Fig. 1.

Absorption spectra, molecular structures, and energy level scheme of major carotenoid species found in human tissue, including β-carotene, zeaxanthin, lycopene, lutein, and phytofluene. Carotenoid molecules, which feature an unusual even parity excited state (see inset). As a consequence, absorption transitions are electricdipole allowed in these molecules but spontaneous emission is forbidden. The resulting absence of any strong fluorescence in carotenoids is the main reason for the possibility to use RRS, shown as a solid, downward-pointing arrow (optical transition) in the inset, as a noninvasive means of carotenoid detection in human tissue. All carotenoid molecules feature a linear, chainlike conjugated carbon backbone consisting of alternating carbon single (C—C) and double bonds (C==C) with varying numbers of conjugated C==C double bonds, and a varying number of attached methyl side groups. Beta-carotene, lutein, and zeaxanthin feature additional ionone rings as end groups.
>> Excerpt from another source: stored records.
//! Compiled suffix form templates
//!
//! A template such as `+yAcAk` is written with:
//! - `A`: a vowel taking a/e by harmony
//! - `I`: a vowel taking ı/i/u/ü by harmony
//! - `+`: the next letter is a buffer, dropped when the surface already ends
//!   in the same class (vowel after vowel, consonant after consonant)
//! - `!`: the next letter is protected; `!I` does not round and a final
//!   `!k` is never voiced
//! - a leading `b`/`c`/`d`/`g` is devoiced after a voiceless letter

use crate::phonetics::alphabet;
use crate::phonetics::{PhoneticAttribute, PhoneticAttributes};
use std::fmt;

const PLUS: char = '+';
const EXCLAMATION: char = '!';

/// How one template position is realized
#[derive(Debug, Clone, Copy, PartialEq, Eq, Hash)]
pub enum RuleType {
    /// A literal consonant
    InsertNonVowel,
    /// A literal vowel, no harmony
    InsertVowelWithoutHarmony,
    /// `A`
    InsertVowelAWithHarmony,
    /// `I`
    InsertVowelIWithHarmony,
    /// `!I`
    InsertVowelIWithHarmonyAndNoRounding,
    /// `+` followed by a literal vowel
    InsertOptionalVowel,
    /// `+` followed by a literal consonant
    InsertOptionalConsonant,
    /// `+A`
    InsertOptionalVowelAWithHarmony,
    /// `+I`
    InsertOptionalVowelIWithHarmony,
    /// A leading b/c/d/g
    InsertDevoicable,
}

impl RuleType {
    fn is_optional(self) -> bool {
        matches!(
            self,
            RuleType::InsertOptionalVowel
                | RuleType::InsertOptionalConsonant
                | RuleType::InsertOptionalVowelAWithHarmony
                | RuleType::InsertOptionalVowelIWithHarmony
        )
    }

    fn is_mandatory_vowel(self) -> bool {
        matches!(
            self,
            RuleType::InsertVowelWithoutHarmony
                | RuleType::InsertVowelAWithHarmony
                | RuleType::InsertVowelIWithHarmony
                | RuleType::InsertVowelIWithHarmonyAndNoRounding
        )
    }
}

/// One realization rule; `ch` is unused by the harmony rules
#[derive(Debug, Clone, Copy, PartialEq, Eq, Hash)]
pub struct Rule {
    /// Rule kind
    pub kind: RuleType,
    /// Literal letter for the literal, optional and devoicable kinds
    pub ch: char,
}

fn last_vowel_back(attrs: PhoneticAttributes) -> bool {
    attrs.contains(PhoneticAttribute::LastVowelBack)
        || !attrs.contains(PhoneticAttribute::LastVowelFrontal)
}

fn last_vowel_unrounded(attrs: PhoneticAttributes) -> bool {
    attrs.contains(PhoneticAttribute::LastVowelUnrounded)
        || !attrs.contains(PhoneticAttribute::LastVowelRounded)
}

fn last_letter_vowel(attrs: PhoneticAttributes) -> bool {
    attrs.contains(PhoneticAttribute::LastLetterVowel)
        || !attrs.contains(PhoneticAttribute::LastLetterConsonant)
}

fn last_letter_consonant(attrs: PhoneticAttributes) -> bool {
    attrs.contains(PhoneticAttribute::LastLetterConsonant)
        || !attrs.contains(PhoneticAttribute::LastLetterVowel)
}

fn harmony_a(attrs: PhoneticAttributes) -> char {
    if last_vowel_back(attrs) {
        'a'
    } else {
        'e'
    }
}

fn harmony_i(attrs: PhoneticAttributes) -> char {
    match (last_vowel_back(attrs), last_vowel_unrounded(attrs)) {
        (true, true) => 'ı',
        (true, false) => 'u',
        (false, true) => 'i',
        (false, false) => 'ü',
    }
}

impl Rule {
    /// Realize the rule after a surface with `attrs`; `None` emits nothing
    pub fn apply(&self, attrs: PhoneticAttributes) -> Option<char> {
        match self.kind {
            RuleType::InsertNonVowel | RuleType::InsertVowelWithoutHarmony => Some(self.ch),
            RuleType::InsertVowelAWithHarmony => Some(harmony_a(attrs)),
            RuleType::InsertVowelIWithHarmony => Some(harmony_i(attrs)),
            RuleType::InsertVowelIWithHarmonyAndNoRounding => Some(if last_vowel_back(attrs) {
                'ı'
            } else {
                'i'
            }),
            RuleType::InsertOptionalVowel => (!last_letter_vowel(attrs)).then_some(self.ch),
            RuleType::InsertOptionalConsonant => {
                (!last_letter_consonant(attrs)).then_some(self.ch)
            }
            RuleType::InsertOptionalVowelAWithHarmony => {
                (!last_letter_vowel(attrs)).then(|| harmony_a(attrs))
            }
            RuleType::InsertOptionalVowelIWithHarmony => {
                (!last_letter_vowel(attrs)).then(|| harmony_i(attrs))
            }
            RuleType::InsertDevoicable => {
                if attrs.contains(PhoneticAttribute::LastLetterVoiceless) {
                    alphabet::devoice(self.ch).or(Some(self.ch))
                } else {
                    Some(self.ch)
                }
            }
        }
    }
}

/// A suffix form template compiled into realization rules
#[derive(Clone, PartialEq, Eq, Hash)]
pub struct SuffixFormSequence {
    form: String,
    rules: Vec<Rule>,
    first_letter_vowel: bool,
    last_letter_can_be_voiced: bool,
}

impl SuffixFormSequence {
    /// Compile a template. A `+` is only meaningful as the first character;
    /// later occurrences are skipped like `!`.
    pub fn new(form: impl Into<String>) -> Self {
        let form = form.into();
        let chars: Vec<char> = form.chars().collect();
        let mut rules: Vec<Rule> = Vec::with_capacity(chars.len());

        for (i, &current) in chars.iter().enumerate() {
            if current == PLUS || current == EXCLAMATION {
                continue;
            }
            let previous = i.checked_sub(1).map(|p| chars[p]);
            let after_plus = previous == Some(PLUS);
            let after_exclamation = previous == Some(EXCLAMATION);
            let lower = alphabet::to_lower(current);

            let all_optional = rules.iter().all(|r| r.kind.is_optional());
            if all_optional && alphabet::is_devoicable(lower) && current.is_lowercase() {
                rules.push(Rule {
                    kind: RuleType::InsertDevoicable,
                    ch: lower,
                });
                continue;
            }

            let kind = match current {
                'A' if after_plus => RuleType::InsertOptionalVowelAWithHarmony,
                'A' => RuleType::InsertVowelAWithHarmony,
                'I' if after_exclamation => RuleType::InsertVowelIWithHarmonyAndNoRounding,
                'I' if after_plus => RuleType::InsertOptionalVowelIWithHarmony,
                'I' => RuleType::InsertVowelIWithHarmony,
                c if after_plus && alphabet::is_vowel(c) => RuleType::InsertOptionalVowel,
                _ if after_plus => RuleType::InsertOptionalConsonant,
                c if alphabet::is_vowel(c) => RuleType::InsertVowelWithoutHarmony,
                _ => RuleType::InsertNonVowel,
            };
            rules.push(Rule { kind, ch: current });
        }

        let first_letter_vowel = Self::find_first_letter_vowel(&chars);
        let last_letter_can_be_voiced = chars.len() > 1
            && chars[chars.len() - 2] != EXCLAMATION
            && alphabet::is_voicable(chars[chars.len() - 1]);

        Self {
            form,
            rules,
            first_letter_vowel,
            last_letter_can_be_voiced,
        }
    }

    fn find_first_letter_vowel(chars: &[char]) -> bool {
        if chars.iter().all(|c| c.is_whitespace()) {
            return false;
        }
        if alphabet::is_vowel(chars[0]) {
            return true;
        }
        if chars[0] == PLUS {
            return chars.get(1).is_some_and(|c| alphabet::is_vowel(*c))
                || chars.get(2).is_some_and(|c| alphabet::is_vowel(*c));
        }
        false
    }

    /// The template text
    pub fn as_str(&self) -> &str {
        &self.form
    }

    /// Compiled rules
    pub fn rules(&self) -> &[Rule] {
        &self.rules
    }

    /// Whether the template is empty or whitespace
    pub fn is_blank(&self) -> bool {
        self.form.trim().is_empty()
    }

    /// Whether the template may start with a vowel (buffer letters count)
    pub fn is_first_letter_vowel(&self) -> bool {
        self.first_letter_vowel
    }

    /// Whether the realized form may end in a letter that voices before a vowel
    pub fn last_letter_can_be_voiced(&self) -> bool {
        self.last_letter_can_be_voiced
    }

    /// Realize the template after a surface with `attrs`
    pub fn realize(&self, attrs: PhoneticAttributes) -> String {
        let realized: String = self.rules.iter().filter_map(|r| r.apply(attrs)).collect();
        realized.trim().to_string()
    }

    /// False only when realization would put two vowels together
    pub fn can_follow(&self, attrs: PhoneticAttributes) -> bool {
        let Some(first) = self.rules.first() else {
            return true;
        };
        if !attrs.contains(PhoneticAttribute::LastLetterVowel) {
            return true;
        }
        !first.kind.is_mandatory_vowel()
    }
}

impl fmt::Debug for SuffixFormSequence {
    fn fmt(&self, f: &mut fmt::Formatter<'_>) -> fmt::Result {
        write!(f, "SuffixFormSequence({:?})", self.form)
    }
}

impl fmt::Display for SuffixFormSequence {
    fn fmt(&self, f: &mut fmt::Formatter<'_>) -> fmt::Result {
        f.write_str(&self.form)
    }
}

#[cfg(test)]
mod tests {
    use super::*;
    use crate::lexicon::LexemeAttributes;
    use crate::phonetics::calculate_phonetic_attributes;

    fn attrs(word: &str) -> PhoneticAttributes {
        calculate_phonetic_attributes(word, LexemeAttributes::empty())
    }

    #[test]
    fn test_rule_compilation() {
        let seq = SuffixFormSequence::new("+yAcAk");
        let kinds: Vec<RuleType> = seq.rules().iter().map(|r| r.kind).collect();
        assert_eq!(
            kinds,
            vec![
                RuleType::InsertOptionalConsonant,
                RuleType::InsertVowelAWithHarmony,
                RuleType::InsertNonVowel,
                RuleType::InsertVowelAWithHarmony,
                RuleType::InsertNonVowel,
            ]
        );
    }

    #[test]
    fn test_leading_devoicable() {
        let seq = SuffixFormSequence::new("dAn");
        assert_eq!(seq.rules()[0].kind, RuleType::InsertDevoicable);
        assert_eq!(seq.realize(attrs("kitap")), "tan");
        assert_eq!(seq.realize(attrs("ev")), "den");
    }

    #[test]
    fn test_harmony() {
        let seq = SuffixFormSequence::new("lAr");
        assert_eq!(seq.realize(attrs("kitap")), "lar");
        assert_eq!(seq.realize(attrs("ev")), "ler");

        let acc = SuffixFormSequence::new("+yI");
        assert_eq!(acc.realize(attrs("göz")), "ü");
        assert_eq!(acc.realize(attrs("kapı")), "yı");
        assert_eq!(acc.realize(attrs("okul")), "u");
    }

    #[test]
    fn test_no_rounding() {
        let seq = SuffixFormSequence::new("lAr!I");
        assert_eq!(seq.realize(attrs("kol")), "ları");
        assert_eq!(seq.realize(attrs("göz")), "leri");
    }

    #[test]
    fn test_optional_vowel_dropped_after_vowel() {
        let seq = SuffixFormSequence::new("+Im");
        assert_eq!(seq.realize(attrs("araba")), "m");
        assert_eq!(seq.realize(attrs("kalem")), "im");
    }

    #[test]
    fn test_double_vowel_guard() {
        let seq = SuffixFormSequence::new("Iyor");
        assert!(!seq.can_follow(attrs("ara")));
        assert!(seq.can_follow(attrs("gel")));
        assert!(SuffixFormSequence::new("+yI").can_follow(attrs("ara")));
        assert!(SuffixFormSequence::new("").can_follow(attrs("ara")));
    }

    #[test]
    fn test_first_letter_vowel() {
        assert!(SuffixFormSequence::new("Iyor").is_first_letter_vowel());
        assert!(SuffixFormSequence::new("+yA").is_first_letter_vowel());
        assert!(SuffixFormSequence::new("+Im").is_first_letter_vowel());
        assert!(!SuffixFormSequence::new("lAr").is_first_letter_vowel());
        assert!(!SuffixFormSequence::new("").is_first_letter_vowel());
    }

    #[test]
    fn test_last_letter_can_be_voiced() {
        assert!(SuffixFormSequence::new("+yAcAk").last_letter_can_be_voiced());
        assert!(!SuffixFormSequence::new("+yArA!k").last_letter_can_be_voiced());
        assert!(!SuffixFormSequence::new("k").last_letter_can_be_voiced());
    }
}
In beta-carotene and zeaxanthin, the double bonds of these ionone rings add to the effective C==C double bond length of the molecules. Lutein and zeaxanthin have an OH group attached to the ring. Lycopene has 11 conjugated C==C bonds, beta carotene has 11, zeaxanthin has 11, lutein has 10, and phytofluene has 5. The absorptions of all species occur in broad bands in the blue/green spectral range, with the exception of phytofluene, which as a consequence of the shorter C==C conjugation length absorbs in the near UV. Note also, that a small (~10 nm) spectral shift exists between lycopene and lutein absorptions. The spectral shifts can be explored with RRS to selectively detect some of the carotenoids existing as a mixture in human tissues.